### Problem details
For every line in the entries that contains "hello", show the whole line.

Recorded data: Begin

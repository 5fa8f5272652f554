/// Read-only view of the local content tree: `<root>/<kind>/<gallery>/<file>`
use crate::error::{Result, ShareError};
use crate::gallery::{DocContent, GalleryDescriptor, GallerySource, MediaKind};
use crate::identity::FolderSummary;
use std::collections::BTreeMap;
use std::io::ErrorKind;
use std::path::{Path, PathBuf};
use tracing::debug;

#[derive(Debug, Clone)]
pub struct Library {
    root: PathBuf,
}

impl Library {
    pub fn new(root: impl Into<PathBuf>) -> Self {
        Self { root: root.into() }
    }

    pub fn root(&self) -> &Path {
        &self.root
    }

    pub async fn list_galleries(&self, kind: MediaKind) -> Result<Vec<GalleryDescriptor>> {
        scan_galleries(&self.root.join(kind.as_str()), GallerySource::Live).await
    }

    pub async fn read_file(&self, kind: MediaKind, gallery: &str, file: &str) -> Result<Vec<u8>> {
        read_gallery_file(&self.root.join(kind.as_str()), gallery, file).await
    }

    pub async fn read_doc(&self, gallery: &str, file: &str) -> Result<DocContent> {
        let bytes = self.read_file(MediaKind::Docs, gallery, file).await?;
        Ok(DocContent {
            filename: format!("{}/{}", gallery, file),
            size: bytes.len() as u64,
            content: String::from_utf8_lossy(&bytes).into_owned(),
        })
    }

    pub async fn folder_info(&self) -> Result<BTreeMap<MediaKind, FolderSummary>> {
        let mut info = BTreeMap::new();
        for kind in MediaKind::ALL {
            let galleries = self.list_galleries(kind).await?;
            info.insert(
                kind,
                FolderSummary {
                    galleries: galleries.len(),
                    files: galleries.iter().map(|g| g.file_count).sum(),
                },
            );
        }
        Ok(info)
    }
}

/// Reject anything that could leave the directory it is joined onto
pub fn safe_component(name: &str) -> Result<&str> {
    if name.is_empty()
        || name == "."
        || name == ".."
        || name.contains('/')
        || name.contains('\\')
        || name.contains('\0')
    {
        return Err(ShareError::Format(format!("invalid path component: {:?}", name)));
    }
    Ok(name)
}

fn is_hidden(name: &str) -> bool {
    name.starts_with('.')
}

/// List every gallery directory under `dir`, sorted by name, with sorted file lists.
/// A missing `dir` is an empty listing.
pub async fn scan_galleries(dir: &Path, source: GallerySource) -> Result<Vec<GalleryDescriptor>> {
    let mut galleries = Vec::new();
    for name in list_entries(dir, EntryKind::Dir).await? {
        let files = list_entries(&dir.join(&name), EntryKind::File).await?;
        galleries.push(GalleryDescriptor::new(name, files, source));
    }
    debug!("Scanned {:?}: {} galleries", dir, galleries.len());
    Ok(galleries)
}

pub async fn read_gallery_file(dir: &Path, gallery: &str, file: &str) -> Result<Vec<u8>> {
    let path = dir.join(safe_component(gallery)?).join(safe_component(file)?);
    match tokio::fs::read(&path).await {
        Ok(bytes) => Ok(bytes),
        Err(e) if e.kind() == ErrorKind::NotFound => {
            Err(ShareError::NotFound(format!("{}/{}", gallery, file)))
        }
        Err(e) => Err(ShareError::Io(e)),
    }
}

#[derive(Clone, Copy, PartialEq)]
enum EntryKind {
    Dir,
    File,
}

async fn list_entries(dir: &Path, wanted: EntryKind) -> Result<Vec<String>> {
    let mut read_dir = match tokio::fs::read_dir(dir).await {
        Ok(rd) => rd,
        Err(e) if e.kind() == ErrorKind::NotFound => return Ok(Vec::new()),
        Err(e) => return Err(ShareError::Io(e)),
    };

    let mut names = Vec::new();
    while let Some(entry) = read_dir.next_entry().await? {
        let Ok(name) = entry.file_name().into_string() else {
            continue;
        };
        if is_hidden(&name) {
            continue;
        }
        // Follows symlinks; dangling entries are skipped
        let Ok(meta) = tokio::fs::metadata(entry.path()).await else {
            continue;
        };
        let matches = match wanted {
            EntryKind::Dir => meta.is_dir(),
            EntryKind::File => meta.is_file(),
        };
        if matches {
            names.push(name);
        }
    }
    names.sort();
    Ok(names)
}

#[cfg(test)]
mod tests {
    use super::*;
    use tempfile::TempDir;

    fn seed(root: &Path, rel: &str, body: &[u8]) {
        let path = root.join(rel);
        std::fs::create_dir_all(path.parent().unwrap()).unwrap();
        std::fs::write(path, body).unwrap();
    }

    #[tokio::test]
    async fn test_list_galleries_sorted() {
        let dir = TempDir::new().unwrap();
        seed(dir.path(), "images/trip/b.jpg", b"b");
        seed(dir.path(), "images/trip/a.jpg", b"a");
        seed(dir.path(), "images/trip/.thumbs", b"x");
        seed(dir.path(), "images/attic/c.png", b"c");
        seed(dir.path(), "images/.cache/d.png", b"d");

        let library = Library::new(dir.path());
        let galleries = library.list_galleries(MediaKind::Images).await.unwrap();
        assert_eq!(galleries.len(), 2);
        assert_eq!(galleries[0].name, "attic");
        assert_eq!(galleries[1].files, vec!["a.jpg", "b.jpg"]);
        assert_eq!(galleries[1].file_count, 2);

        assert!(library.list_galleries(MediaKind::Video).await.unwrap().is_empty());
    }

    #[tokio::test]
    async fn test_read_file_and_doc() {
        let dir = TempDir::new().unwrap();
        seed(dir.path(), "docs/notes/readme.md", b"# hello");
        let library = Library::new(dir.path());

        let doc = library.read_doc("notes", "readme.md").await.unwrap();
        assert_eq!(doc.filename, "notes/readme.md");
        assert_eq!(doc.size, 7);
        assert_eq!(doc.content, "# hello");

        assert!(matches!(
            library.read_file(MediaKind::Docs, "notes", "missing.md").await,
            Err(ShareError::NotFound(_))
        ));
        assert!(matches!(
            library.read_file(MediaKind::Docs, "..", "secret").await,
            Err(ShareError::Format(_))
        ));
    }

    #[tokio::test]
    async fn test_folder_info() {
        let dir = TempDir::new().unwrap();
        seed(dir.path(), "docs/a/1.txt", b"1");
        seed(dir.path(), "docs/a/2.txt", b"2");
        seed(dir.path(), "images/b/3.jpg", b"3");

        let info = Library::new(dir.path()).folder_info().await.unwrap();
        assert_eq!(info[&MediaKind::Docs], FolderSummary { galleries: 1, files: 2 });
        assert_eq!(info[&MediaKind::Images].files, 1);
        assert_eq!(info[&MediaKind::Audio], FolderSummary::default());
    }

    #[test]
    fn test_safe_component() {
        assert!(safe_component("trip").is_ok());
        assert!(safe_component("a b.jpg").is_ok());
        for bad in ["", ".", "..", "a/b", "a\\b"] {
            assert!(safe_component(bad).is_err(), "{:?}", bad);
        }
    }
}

Recorded data: End
Recorded data: Begin

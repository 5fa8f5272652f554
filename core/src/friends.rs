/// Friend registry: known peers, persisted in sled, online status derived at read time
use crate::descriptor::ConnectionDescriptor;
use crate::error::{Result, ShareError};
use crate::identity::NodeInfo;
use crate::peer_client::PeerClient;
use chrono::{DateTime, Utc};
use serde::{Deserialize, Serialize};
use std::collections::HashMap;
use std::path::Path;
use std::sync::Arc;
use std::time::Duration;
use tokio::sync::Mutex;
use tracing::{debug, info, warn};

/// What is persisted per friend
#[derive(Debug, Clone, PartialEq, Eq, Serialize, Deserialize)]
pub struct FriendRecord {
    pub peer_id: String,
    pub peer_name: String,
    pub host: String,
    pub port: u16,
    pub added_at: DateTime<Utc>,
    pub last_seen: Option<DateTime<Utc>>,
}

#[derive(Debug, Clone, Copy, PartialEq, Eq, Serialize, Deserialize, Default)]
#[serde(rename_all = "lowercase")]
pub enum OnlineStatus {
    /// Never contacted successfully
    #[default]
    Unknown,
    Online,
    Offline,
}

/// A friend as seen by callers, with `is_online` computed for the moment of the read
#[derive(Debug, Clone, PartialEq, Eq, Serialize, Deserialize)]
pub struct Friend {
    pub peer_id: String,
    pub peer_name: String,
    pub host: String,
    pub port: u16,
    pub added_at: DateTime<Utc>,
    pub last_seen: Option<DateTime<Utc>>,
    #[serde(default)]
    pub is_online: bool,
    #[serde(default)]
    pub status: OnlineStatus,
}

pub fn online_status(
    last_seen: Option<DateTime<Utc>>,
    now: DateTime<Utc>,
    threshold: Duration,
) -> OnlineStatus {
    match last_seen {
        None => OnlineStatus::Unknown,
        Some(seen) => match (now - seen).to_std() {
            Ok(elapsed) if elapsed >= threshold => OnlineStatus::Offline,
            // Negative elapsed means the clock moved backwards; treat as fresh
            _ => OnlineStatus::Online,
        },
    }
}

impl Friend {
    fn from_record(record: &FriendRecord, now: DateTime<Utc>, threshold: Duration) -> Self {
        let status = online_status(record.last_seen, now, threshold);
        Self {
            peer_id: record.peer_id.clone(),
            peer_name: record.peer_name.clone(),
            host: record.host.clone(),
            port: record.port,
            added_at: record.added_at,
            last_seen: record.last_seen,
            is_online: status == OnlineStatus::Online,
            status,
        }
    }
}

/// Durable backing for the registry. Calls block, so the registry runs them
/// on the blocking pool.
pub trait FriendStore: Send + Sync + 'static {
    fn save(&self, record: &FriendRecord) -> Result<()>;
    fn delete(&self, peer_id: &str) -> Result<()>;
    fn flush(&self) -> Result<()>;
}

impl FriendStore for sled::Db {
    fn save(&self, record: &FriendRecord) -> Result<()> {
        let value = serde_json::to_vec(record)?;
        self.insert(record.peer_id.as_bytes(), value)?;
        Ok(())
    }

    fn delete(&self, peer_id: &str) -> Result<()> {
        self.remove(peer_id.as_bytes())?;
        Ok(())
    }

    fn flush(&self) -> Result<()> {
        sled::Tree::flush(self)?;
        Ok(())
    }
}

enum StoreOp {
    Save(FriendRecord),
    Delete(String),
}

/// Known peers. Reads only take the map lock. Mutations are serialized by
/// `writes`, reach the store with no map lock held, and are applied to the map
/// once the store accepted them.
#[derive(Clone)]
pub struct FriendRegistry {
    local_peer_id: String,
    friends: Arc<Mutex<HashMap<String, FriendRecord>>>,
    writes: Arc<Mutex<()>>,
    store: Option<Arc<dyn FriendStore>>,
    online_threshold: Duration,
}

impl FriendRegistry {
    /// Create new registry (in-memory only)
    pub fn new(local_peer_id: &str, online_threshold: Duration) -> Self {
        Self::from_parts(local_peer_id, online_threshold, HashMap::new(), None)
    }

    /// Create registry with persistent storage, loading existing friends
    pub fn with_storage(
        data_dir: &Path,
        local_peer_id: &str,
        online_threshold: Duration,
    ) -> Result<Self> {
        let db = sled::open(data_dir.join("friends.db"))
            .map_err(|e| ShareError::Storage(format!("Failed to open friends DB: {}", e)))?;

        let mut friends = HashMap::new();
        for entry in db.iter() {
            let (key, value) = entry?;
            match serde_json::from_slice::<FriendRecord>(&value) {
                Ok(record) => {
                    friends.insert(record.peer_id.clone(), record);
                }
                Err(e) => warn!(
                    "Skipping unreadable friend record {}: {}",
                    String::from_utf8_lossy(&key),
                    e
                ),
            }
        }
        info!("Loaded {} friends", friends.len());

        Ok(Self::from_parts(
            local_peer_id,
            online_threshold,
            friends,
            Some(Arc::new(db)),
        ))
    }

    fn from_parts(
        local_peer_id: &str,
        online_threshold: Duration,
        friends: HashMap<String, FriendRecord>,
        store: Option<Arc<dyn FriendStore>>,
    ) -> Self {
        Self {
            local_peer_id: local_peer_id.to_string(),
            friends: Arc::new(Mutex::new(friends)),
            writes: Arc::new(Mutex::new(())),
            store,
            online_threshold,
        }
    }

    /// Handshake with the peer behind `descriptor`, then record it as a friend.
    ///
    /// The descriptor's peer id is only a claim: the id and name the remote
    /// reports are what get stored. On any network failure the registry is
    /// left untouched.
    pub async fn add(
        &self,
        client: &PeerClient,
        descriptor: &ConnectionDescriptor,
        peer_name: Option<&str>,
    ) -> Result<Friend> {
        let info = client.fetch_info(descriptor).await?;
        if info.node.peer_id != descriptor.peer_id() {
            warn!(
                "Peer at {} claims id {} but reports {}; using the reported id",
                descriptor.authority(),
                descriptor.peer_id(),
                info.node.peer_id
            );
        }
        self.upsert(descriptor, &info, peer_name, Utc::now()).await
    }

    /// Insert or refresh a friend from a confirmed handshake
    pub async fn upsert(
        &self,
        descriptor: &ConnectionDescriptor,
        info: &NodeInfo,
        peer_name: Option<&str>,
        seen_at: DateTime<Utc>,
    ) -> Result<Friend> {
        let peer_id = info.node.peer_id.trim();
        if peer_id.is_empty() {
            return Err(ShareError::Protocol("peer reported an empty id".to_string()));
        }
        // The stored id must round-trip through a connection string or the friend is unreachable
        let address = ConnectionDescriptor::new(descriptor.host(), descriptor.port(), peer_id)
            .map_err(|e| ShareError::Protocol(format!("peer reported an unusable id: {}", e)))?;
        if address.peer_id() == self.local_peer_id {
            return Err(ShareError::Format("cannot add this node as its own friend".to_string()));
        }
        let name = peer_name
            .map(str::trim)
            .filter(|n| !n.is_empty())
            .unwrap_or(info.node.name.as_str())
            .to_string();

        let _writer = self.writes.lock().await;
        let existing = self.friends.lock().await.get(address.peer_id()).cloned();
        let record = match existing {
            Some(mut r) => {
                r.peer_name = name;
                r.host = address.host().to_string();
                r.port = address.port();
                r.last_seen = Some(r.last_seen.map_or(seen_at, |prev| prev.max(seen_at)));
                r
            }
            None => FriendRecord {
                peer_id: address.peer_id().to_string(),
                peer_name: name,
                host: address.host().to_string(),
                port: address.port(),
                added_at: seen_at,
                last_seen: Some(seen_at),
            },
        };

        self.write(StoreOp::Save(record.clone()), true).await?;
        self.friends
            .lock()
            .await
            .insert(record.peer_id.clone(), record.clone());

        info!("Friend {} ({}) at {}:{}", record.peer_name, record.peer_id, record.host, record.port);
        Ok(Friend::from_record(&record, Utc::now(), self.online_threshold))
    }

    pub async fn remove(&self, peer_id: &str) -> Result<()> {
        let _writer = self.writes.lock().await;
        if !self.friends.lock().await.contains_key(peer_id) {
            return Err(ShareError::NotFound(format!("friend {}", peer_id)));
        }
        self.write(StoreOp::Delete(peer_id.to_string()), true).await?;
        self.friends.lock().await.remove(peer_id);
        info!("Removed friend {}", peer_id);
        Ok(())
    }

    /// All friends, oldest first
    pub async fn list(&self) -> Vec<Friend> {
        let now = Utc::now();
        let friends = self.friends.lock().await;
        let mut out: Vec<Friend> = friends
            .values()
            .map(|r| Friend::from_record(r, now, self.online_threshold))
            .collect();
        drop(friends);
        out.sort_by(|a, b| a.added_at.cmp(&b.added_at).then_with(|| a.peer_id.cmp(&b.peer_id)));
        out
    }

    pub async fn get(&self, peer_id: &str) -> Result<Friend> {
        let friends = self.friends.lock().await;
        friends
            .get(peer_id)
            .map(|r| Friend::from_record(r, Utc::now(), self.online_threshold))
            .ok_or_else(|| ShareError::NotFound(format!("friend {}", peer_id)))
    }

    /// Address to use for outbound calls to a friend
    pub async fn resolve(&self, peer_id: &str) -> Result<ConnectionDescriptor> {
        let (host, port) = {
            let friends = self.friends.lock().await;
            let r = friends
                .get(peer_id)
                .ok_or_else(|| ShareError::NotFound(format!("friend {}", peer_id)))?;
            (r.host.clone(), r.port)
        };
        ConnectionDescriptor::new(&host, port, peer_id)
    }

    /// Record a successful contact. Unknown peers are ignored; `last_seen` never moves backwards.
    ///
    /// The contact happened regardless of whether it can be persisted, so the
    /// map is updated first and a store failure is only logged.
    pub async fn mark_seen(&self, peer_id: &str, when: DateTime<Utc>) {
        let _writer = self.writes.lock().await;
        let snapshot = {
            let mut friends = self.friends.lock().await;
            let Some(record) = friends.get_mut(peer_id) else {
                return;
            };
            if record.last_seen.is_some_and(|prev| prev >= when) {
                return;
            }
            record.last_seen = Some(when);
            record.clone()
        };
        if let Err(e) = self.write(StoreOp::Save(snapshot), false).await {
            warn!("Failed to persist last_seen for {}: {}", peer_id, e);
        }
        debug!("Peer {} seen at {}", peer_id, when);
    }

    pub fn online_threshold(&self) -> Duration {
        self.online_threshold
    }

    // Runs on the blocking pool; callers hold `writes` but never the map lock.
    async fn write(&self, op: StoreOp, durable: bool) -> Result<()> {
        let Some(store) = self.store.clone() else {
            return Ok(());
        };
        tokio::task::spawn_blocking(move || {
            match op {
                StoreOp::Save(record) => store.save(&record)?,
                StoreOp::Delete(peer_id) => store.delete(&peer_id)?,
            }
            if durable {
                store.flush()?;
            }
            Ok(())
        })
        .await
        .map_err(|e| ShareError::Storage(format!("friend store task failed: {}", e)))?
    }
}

Recorded data: End

### Task output
        seed(dir.path(), "docs/notes/readme.md", b"# hello");
        assert_eq!(doc.content, "# hello");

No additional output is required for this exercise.